- **What this task involves**:
Scan the entries below. Report each line where the string "handlers" occurs.

- **Input data**:
-- -- --
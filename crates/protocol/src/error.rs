//! The error taxonomy of §7: a typed enum at the crate boundary, the same
//! way `FrameError` anchors the precedent's binary frame parsing. Callers at
//! the application layer (HTTP handlers, the gateway) match on `kind()` to
//! pick a status code or wire-level `error` event; they otherwise propagate
//! via `anyhow::Result` with `.context(...)`.

use std::fmt;

#[derive(Debug, thiserror::Error)]
pub enum CoreError {
    #[error("path escapes workspace: {0}")]
    InvalidPath(String),

    #[error("not found: {0}")]
    NotFound(String),

    #[error("unauthorized")]
    Unauthorized,

    #[error("forbidden")]
    Forbidden,

    #[error("conflict: server mtime is {server_mtime}")]
    Conflict { server_mtime: i64 },

    #[error("no sandbox for user")]
    NoSandbox,

    #[error("exec timed out after {0}s")]
    Timeout(u64),

    #[error("exec aborted")]
    Aborted,

    #[error("failed to spawn: {0}")]
    SpawnError(String),

    #[error("container runtime unavailable")]
    RuntimeUnavailable,

    #[error("sandbox image missing")]
    ImageMissing,

    #[error("malformed request: {0}")]
    Malformed(String),
}

/// Broad category used by HTTP/WS handlers to pick a status code or close
/// reason without re-deriving it from the specific variant each time.
#[derive(Debug, Clone, Copy, PartialEq, Eq)]
pub enum ErrorKind {
    BadRequest,
    NotFound,
    Unauthorized,
    Forbidden,
    Conflict,
    Unavailable,
    Internal,
}

impl fmt::Display for ErrorKind {
    fn fmt(&self, f: &mut fmt::Formatter<'_>) -> fmt::Result {
        let s = match self {
            ErrorKind::BadRequest => "bad_request",
            ErrorKind::NotFound => "not_found",
            ErrorKind::Unauthorized => "unauthorized",
            ErrorKind::Forbidden => "forbidden",
            ErrorKind::Conflict => "conflict",
            ErrorKind::Unavailable => "unavailable",
            ErrorKind::Internal => "internal",
        };
        f.write_str(s)
    }
}

impl CoreError {
    pub fn kind(&self) -> ErrorKind {
        match self {
            CoreError::InvalidPath(_) | CoreError::Malformed(_) => ErrorKind::BadRequest,
            CoreError::NotFound(_) => ErrorKind::NotFound,
            CoreError::Unauthorized => ErrorKind::Unauthorized,
            CoreError::Forbidden => ErrorKind::Forbidden,
            CoreError::Conflict { .. } => ErrorKind::Conflict,
            CoreError::NoSandbox
            | CoreError::Timeout(_)
            | CoreError::Aborted
            | CoreError::SpawnError(_) => ErrorKind::Internal,
            CoreError::RuntimeUnavailable | CoreError::ImageMissing => ErrorKind::Unavailable,
        }
    }
}

#[cfg(test)]
mod tests {
    use super::*;

    #[test]
    fn ownership_errors_distinguish_kind() {
        assert_eq!(CoreError::Unauthorized.kind(), ErrorKind::Unauthorized);
        // Ownership leakage prevention: callers should map a foreign
        // session to NotFound, not Forbidden — this module only supplies
        // the raw kinds, the policy choice is made by the caller.
        assert_eq!(CoreError::Forbidden.kind(), ErrorKind::Forbidden);
    }

    #[test]
    fn conflict_carries_server_mtime() {
        let err = CoreError::Conflict { server_mtime: 42 };
        assert_eq!(err.kind(), ErrorKind::Conflict);
        assert!(err.to_string().contains("42"));
    }

    #[test]
    fn timeout_message_includes_seconds() {
        let err = CoreError::Timeout(5);
        assert!(err.to_string().contains('5'));
    }
}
-- -- --
- **Answer to this problem**:
//! the application layer (HTTP handlers, the gateway) match on `kind()` to
/// Broad category used by HTTP/WS handlers to pick a status code or close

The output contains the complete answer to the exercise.